### Collected data entries
impl ZonalAggregator {
    /// Create a new aggregator.
    pub fn new(params: &Parameters) -> Self {
        ZonalAggregator {
            params: params.clone(),
        }
    }

    /// Combine cells into boxes. `cells` must hold, in order, exactly the cells of every region
    /// of `partition`.
    pub fn boxes<I, P>(&self, cells: I, partition: &P) -> Result<Vec<BoxRecord>>
    where
        I: IntoIterator<Item = CellPair>,
        P: Partition + ?Sized,
    {
        let regions = partition.regions();
        let expected_total: usize = regions.iter().map(|r| r.cells.len()).sum();

        let mut cells = cells.into_iter();
        let mut boxes = Vec::with_capacity(regions.len());
        for (index, region) in regions.iter().enumerate() {
            let expected = region.cells.len();
            let chunk: Vec<CellPair> = cells.by_ref().take(expected).collect();
            if chunk.len() < expected {
                return Err(AnalysisError::TruncatedBox {
                    index,
                    expected,
                    found: chunk.len(),
                });
            }
            boxes.push(self.combine_box(region.extent, &chunk)?);
        }

        if cells.next().is_some() {
            return Err(AnalysisError::TooManyInputs {
                what: "cells",
                expected: expected_total,
            });
        }

        Ok(boxes)
    }

    /// Combine the cells of a single box.
    pub fn combine_box(&self, extent: Extent, cells: &[CellPair]) -> Result<BoxRecord> {
        let selected = cells
            .iter()
            .map(|pair| pair.mask(&self.params).map(|mask| pair.selected(mask)))
            .collect::<Result<Vec<&CellRecord>>>()?;

        let stations = selected.iter().map(|cell| cell.stations).sum();
        let lengths: Vec<usize> = selected.iter().map(|cell| cell.good_count()).collect();
        let order = longest_first(&lengths);

        let (series, weights) = match order.split_first() {
            Some((&seed, rest)) => {
                let mut series = selected[seed].series.clone();
                let mut weights = Weights::uniform(&series, 1.0);
                for &i in rest {
                    if lengths[i] >= self.params.subbox_min_valid {
                        combine(
                            &mut series,
                            &mut weights,
                            &selected[i].series,
                            1.0,
                            self.params.box_min_overlap,
                        )?;
                    }
                }
                (anomalize(&series, Some(self.params.subbox_reference_period)), weights)
            }
            None => (Series::new(), Weights::new()),
        };

        let good_count = series.valid_count();
        debug!("box {} months {} stations {}", extent, good_count, stations);

        Ok(BoxRecord {
            extent,
            series,
            weights,
            stations,
            good_count,
        })
    }

    /// Combine the 80 boxes of the equal-area grid into the 8 latitude bands.
    pub fn bands(&self, boxes: &[BoxRecord]) -> Result<Vec<ZoneRecord>> {
        let mut bands = Vec::with_capacity(BAND_BOXES.len());
        let mut start = 0;
        for (index, (zone, &count)) in Zone::iter().zip(BAND_BOXES.iter()).enumerate() {
            let available = boxes.len().saturating_sub(start);
            if available < count {
                return Err(AnalysisError::TruncatedBand {
                    index,
                    expected: count,
                    found: available,
                });
            }

            bands.push(self.combine_band(zone, &boxes[start..start + count])?);
            start += count;
        }

        if boxes.len() > BOX_COUNT {
            return Err(AnalysisError::TooManyInputs {
                what: "boxes",
                expected: BOX_COUNT,
            });
        }

        Ok(bands)
    }

    fn combine_band(&self, zone: Zone, boxes: &[BoxRecord]) -> Result<ZoneRecord> {
        let lengths: Vec<usize> = boxes.iter().map(|b| b.good_count).collect();
        if lengths.iter().sum::<usize>() == 0 {
            info!("band {} has no data", zone.title());
            return Ok(ZoneRecord::empty(zone));
        }

        let order = longest_first(&lengths);
        let mut series = boxes[order[0]].series.clone();
        let mut weights = boxes[order[0]].weights.clone();
        for &i in &order[1..] {
            // Sorted, so everything after the first empty box is empty too.
            if lengths[i] == 0 {
                break;
            }
            combine(
                &mut series,
                &mut weights,
                &boxes[i].series,
                &boxes[i].weights,
                self.params.box_min_overlap,
            )?;
        }

        Ok(ZoneRecord {
            zone,
            series: anomalize(&series, Some(self.params.box_reference_period)),
            weights,
        })
    }

    /// Add the 6 compound zones to the 8 bands, giving all 14 zones in zone order.
    ///
    /// A compound zone is seeded with its longest band and the others are added longest first.
    /// A zone without any data comes out empty.
    pub fn zones(&self, bands: Vec<ZoneRecord>) -> Result<Vec<ZoneRecord>> {
        check_count("bands", bands.len(), BAND_BOXES.len())?;

        let lengths: Vec<usize> = bands.iter().map(|b| b.good_count()).collect();
        let order = longest_first(&lengths);

        let mut zones = bands;
        for index in BAND_BOXES.len()..ZONE_COUNT {
            let zone = match Zone::from_index(index) {
                Some(zone) => zone,
                None => break,
            };
            let members: Vec<usize> = order
                .iter()
                .copied()
                .filter(|b| zone.bands().contains(b))
                .collect();

            let record = match members.split_first() {
                Some((&seed, rest)) if lengths[seed] > 0 => {
                    let mut series = zones[seed].series.clone();
                    let mut weights = zones[seed].weights.clone();
                    for &b in rest {
                        let (band_series, band_weights) = (&zones[b].series, &zones[b].weights);
                        combine(
                            &mut series,
                            &mut weights,
                            band_series,
                            band_weights,
                            self.params.box_min_overlap,
                        )?;
                    }
                    ZoneRecord {
                        zone,
                        series: anomalize(&series, Some(self.params.box_reference_period)),
                        weights,
                    }
                }
                _ => {
                    info!("no data for zone {}", zone.title());
                    ZoneRecord::empty(zone)
                }
            };
            zones.push(record);
        }

        Ok(zones)
    }

    /// Annual means of every zone, and the alternate global and hemispheric means if they are
    /// enabled. The alternates replace the hierarchical series and annual means of the zones
    /// they stand for, the weights are kept.
    ///
    /// `zones` must hold all 14 zones in zone order.
    pub fn summarize(&self, zones: Vec<ZoneRecord>) -> Result<ZonalSummary> {
        check_count("zones", zones.len(), ZONE_COUNT)?;

        let mut zones = zones;
        let mut annual: Vec<BTreeMap<i32, f64>> = zones
            .iter()
            .map(|z| annual_means(&z.series, self.params.zone_annual_min_months))
            .collect();

        let blend = match self.params.alternate_global {
            AlternateGlobal::Hierarchical => None,
            AlternateGlobal::Tropics => Some(ALT_GLOBAL_TROPICS),
            AlternateGlobal::Bands => Some(ALT_GLOBAL_BANDS),
        };

        if let Some(members) = blend {
            let parts: Vec<(&BTreeMap<i32, f64>, f64)> = members
                .iter()
                .zip(ALT_GLOBAL_WEIGHTS.iter())
                .map(|(z, &w)| (&annual[z.index()], 0.1 * w))
                .collect();
            let annual_global = blend_annual(&parts);

            let parts: Vec<(&Series, f64)> = members
                .iter()
                .zip(ALT_GLOBAL_WEIGHTS.iter())
                .map(|(z, &w)| (&zones[z.index()].series, 0.1 * w))
                .collect();
            let monthly_global = blend_monthly(&parts);

            let global = Zone::Global.index();
            annual[global] = annual_global;
            zones[global].series = monthly_global;
        }

        if self.params.alternate_hemispheres {
            let hemispheres = [
                (Zone::NorthernHemisphere, Zone::NorthernTropics, Zone::NorthernExtratropics),
                (Zone::SouthernHemisphere, Zone::SouthernTropics, Zone::SouthernExtratropics),
            ];
            for &(hemisphere, tropics, extratropics) in &hemispheres {
                let (h, t, x) = (hemisphere.index(), tropics.index(), extratropics.index());
                let annual_hem = blend_annual(&[(&annual[t], 0.4), (&annual[x], 0.6)]);
                let monthly_hem =
                    blend_monthly(&[(&zones[t].series, 0.4), (&zones[x].series, 0.6)]);

                annual[h] = annual_hem;
                zones[h].series = monthly_hem;
            }
        }

        Ok(ZonalSummary { zones, annual })
    }
}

### Exercise prompt
The task calls for each record to be returned verbatim.

### Response to this task
impl ZonalAggregator {
    /// Create a new aggregator.
    pub fn new(params: &Parameters) -> Self {
        ZonalAggregator {
            params: params.clone(),
        }
    }

    /// Combine cells into boxes. `cells` must hold, in order, exactly the cells of every region
    /// of `partition`.
    pub fn boxes<I, P>(&self, cells: I, partition: &P) -> Result<Vec<BoxRecord>>
    where
        I: IntoIterator<Item = CellPair>,
        P: Partition + ?Sized,
    {
        let regions = partition.regions();
        let expected_total: usize = regions.iter().map(|r| r.cells.len()).sum();

        let mut cells = cells.into_iter();
        let mut boxes = Vec::with_capacity(regions.len());
        for (index, region) in regions.iter().enumerate() {
            let expected = region.cells.len();
            let chunk: Vec<CellPair> = cells.by_ref().take(expected).collect();
            if chunk.len() < expected {
                return Err(AnalysisError::TruncatedBox {
                    index,
                    expected,
                    found: chunk.len(),
                });
            }
            boxes.push(self.combine_box(region.extent, &chunk)?);
        }

        if cells.next().is_some() {
            return Err(AnalysisError::TooManyInputs {
                what: "cells",
                expected: expected_total,
            });
        }

        Ok(boxes)
    }

    /// Combine the cells of a single box.
    pub fn combine_box(&self, extent: Extent, cells: &[CellPair]) -> Result<BoxRecord> {
        let selected = cells
            .iter()
            .map(|pair| pair.mask(&self.params).map(|mask| pair.selected(mask)))
            .collect::<Result<Vec<&CellRecord>>>()?;

        let stations = selected.iter().map(|cell| cell.stations).sum();
        let lengths: Vec<usize> = selected.iter().map(|cell| cell.good_count()).collect();
        let order = longest_first(&lengths);

        let (series, weights) = match order.split_first() {
            Some((&seed, rest)) => {
                let mut series = selected[seed].series.clone();
                let mut weights = Weights::uniform(&series, 1.0);
                for &i in rest {
                    if lengths[i] >= self.params.subbox_min_valid {
                        combine(
                            &mut series,
                            &mut weights,
                            &selected[i].series,
                            1.0,
                            self.params.box_min_overlap,
                        )?;
                    }
                }
                (anomalize(&series, Some(self.params.subbox_reference_period)), weights)
            }
            None => (Series::new(), Weights::new()),
        };

        let good_count = series.valid_count();
        debug!("box {} months {} stations {}", extent, good_count, stations);

        Ok(BoxRecord {
            extent,
            series,
            weights,
            stations,
            good_count,
        })
    }

    /// Combine the 80 boxes of the equal-area grid into the 8 latitude bands.
    pub fn bands(&self, boxes: &[BoxRecord]) -> Result<Vec<ZoneRecord>> {
        let mut bands = Vec::with_capacity(BAND_BOXES.len());
        let mut start = 0;
        for (index, (zone, &count)) in Zone::iter().zip(BAND_BOXES.iter()).enumerate() {
            let available = boxes.len().saturating_sub(start);
            if available < count {
                return Err(AnalysisError::TruncatedBand {
                    index,
                    expected: count,
                    found: available,
                });
            }

            bands.push(self.combine_band(zone, &boxes[start..start + count])?);
            start += count;
        }

        if boxes.len() > BOX_COUNT {
            return Err(AnalysisError::TooManyInputs {
                what: "boxes",
                expected: BOX_COUNT,
            });
        }

        Ok(bands)
    }

    fn combine_band(&self, zone: Zone, boxes: &[BoxRecord]) -> Result<ZoneRecord> {
        let lengths: Vec<usize> = boxes.iter().map(|b| b.good_count).collect();
        if lengths.iter().sum::<usize>() == 0 {
            info!("band {} has no data", zone.title());
            return Ok(ZoneRecord::empty(zone));
        }

        let order = longest_first(&lengths);
        let mut series = boxes[order[0]].series.clone();
        let mut weights = boxes[order[0]].weights.clone();
        for &i in &order[1..] {
            // Sorted, so everything after the first empty box is empty too.
            if lengths[i] == 0 {
                break;
            }
            combine(
                &mut series,
                &mut weights,
                &boxes[i].series,
                &boxes[i].weights,
                self.params.box_min_overlap,
            )?;
        }

        Ok(ZoneRecord {
            zone,
            series: anomalize(&series, Some(self.params.box_reference_period)),
            weights,
        })
    }

    /// Add the 6 compound zones to the 8 bands, giving all 14 zones in zone order.
    ///
    /// A compound zone is seeded with its longest band and the others are added longest first.
    /// A zone without any data comes out empty.
    pub fn zones(&self, bands: Vec<ZoneRecord>) -> Result<Vec<ZoneRecord>> {
        check_count("bands", bands.len(), BAND_BOXES.len())?;

        let lengths: Vec<usize> = bands.iter().map(|b| b.good_count()).collect();
        let order = longest_first(&lengths);

        let mut zones = bands;
        for index in BAND_BOXES.len()..ZONE_COUNT {
            let zone = match Zone::from_index(index) {
                Some(zone) => zone,
                None => break,
            };
            let members: Vec<usize> = order
                .iter()
                .copied()
                .filter(|b| zone.bands().contains(b))
                .collect();

            let record = match members.split_first() {
                Some((&seed, rest)) if lengths[seed] > 0 => {
                    let mut series = zones[seed].series.clone();
                    let mut weights = zones[seed].weights.clone();
                    for &b in rest {
                        let (band_series, band_weights) = (&zones[b].series, &zones[b].weights);
                        combine(
                            &mut series,
                            &mut weights,
                            band_series,
                            band_weights,
                            self.params.box_min_overlap,
                        )?;
                    }
                    ZoneRecord {
                        zone,
                        series: anomalize(&series, Some(self.params.box_reference_period)),
                        weights,
                    }
                }
                _ => {
                    info!("no data for zone {}", zone.title());
                    ZoneRecord::empty(zone)
                }
            };
            zones.push(record);
        }

        Ok(zones)
    }

    /// Annual means of every zone, and the alternate global and hemispheric means if they are
    /// enabled. The alternates replace the hierarchical series and annual means of the zones
    /// they stand for, the weights are kept.
    ///
    /// `zones` must hold all 14 zones in zone order.
    pub fn summarize(&self, zones: Vec<ZoneRecord>) -> Result<ZonalSummary> {
        check_count("zones", zones.len(), ZONE_COUNT)?;

        let mut zones = zones;
        let mut annual: Vec<BTreeMap<i32, f64>> = zones
            .iter()
            .map(|z| annual_means(&z.series, self.params.zone_annual_min_months))
            .collect();

        let blend = match self.params.alternate_global {
            AlternateGlobal::Hierarchical => None,
            AlternateGlobal::Tropics => Some(ALT_GLOBAL_TROPICS),
            AlternateGlobal::Bands => Some(ALT_GLOBAL_BANDS),
        };

        if let Some(members) = blend {
            let parts: Vec<(&BTreeMap<i32, f64>, f64)> = members
                .iter()
                .zip(ALT_GLOBAL_WEIGHTS.iter())
                .map(|(z, &w)| (&annual[z.index()], 0.1 * w))
                .collect();
            let annual_global = blend_annual(&parts);

            let parts: Vec<(&Series, f64)> = members
                .iter()
                .zip(ALT_GLOBAL_WEIGHTS.iter())
                .map(|(z, &w)| (&zones[z.index()].series, 0.1 * w))
                .collect();
            let monthly_global = blend_monthly(&parts);

            let global = Zone::Global.index();
            annual[global] = annual_global;
            zones[global].series = monthly_global;
        }

        if self.params.alternate_hemispheres {
            let hemispheres = [
                (Zone::NorthernHemisphere, Zone::NorthernTropics, Zone::NorthernExtratropics),
                (Zone::SouthernHemisphere, Zone::SouthernTropics, Zone::SouthernExtratropics),
            ];
            for &(hemisphere, tropics, extratropics) in &hemispheres {
                let (h, t, x) = (hemisphere.index(), tropics.index(), extratropics.index());
                let annual_hem = blend_annual(&[(&annual[t], 0.4), (&annual[x], 0.6)]);
                let monthly_hem =
                    blend_monthly(&[(&zones[t].series, 0.4), (&zones[x].series, 0.6)]);

                annual[h] = annual_hem;
                zones[h].series = monthly_hem;
            }
        }

        Ok(ZonalSummary { zones, annual })
    }
}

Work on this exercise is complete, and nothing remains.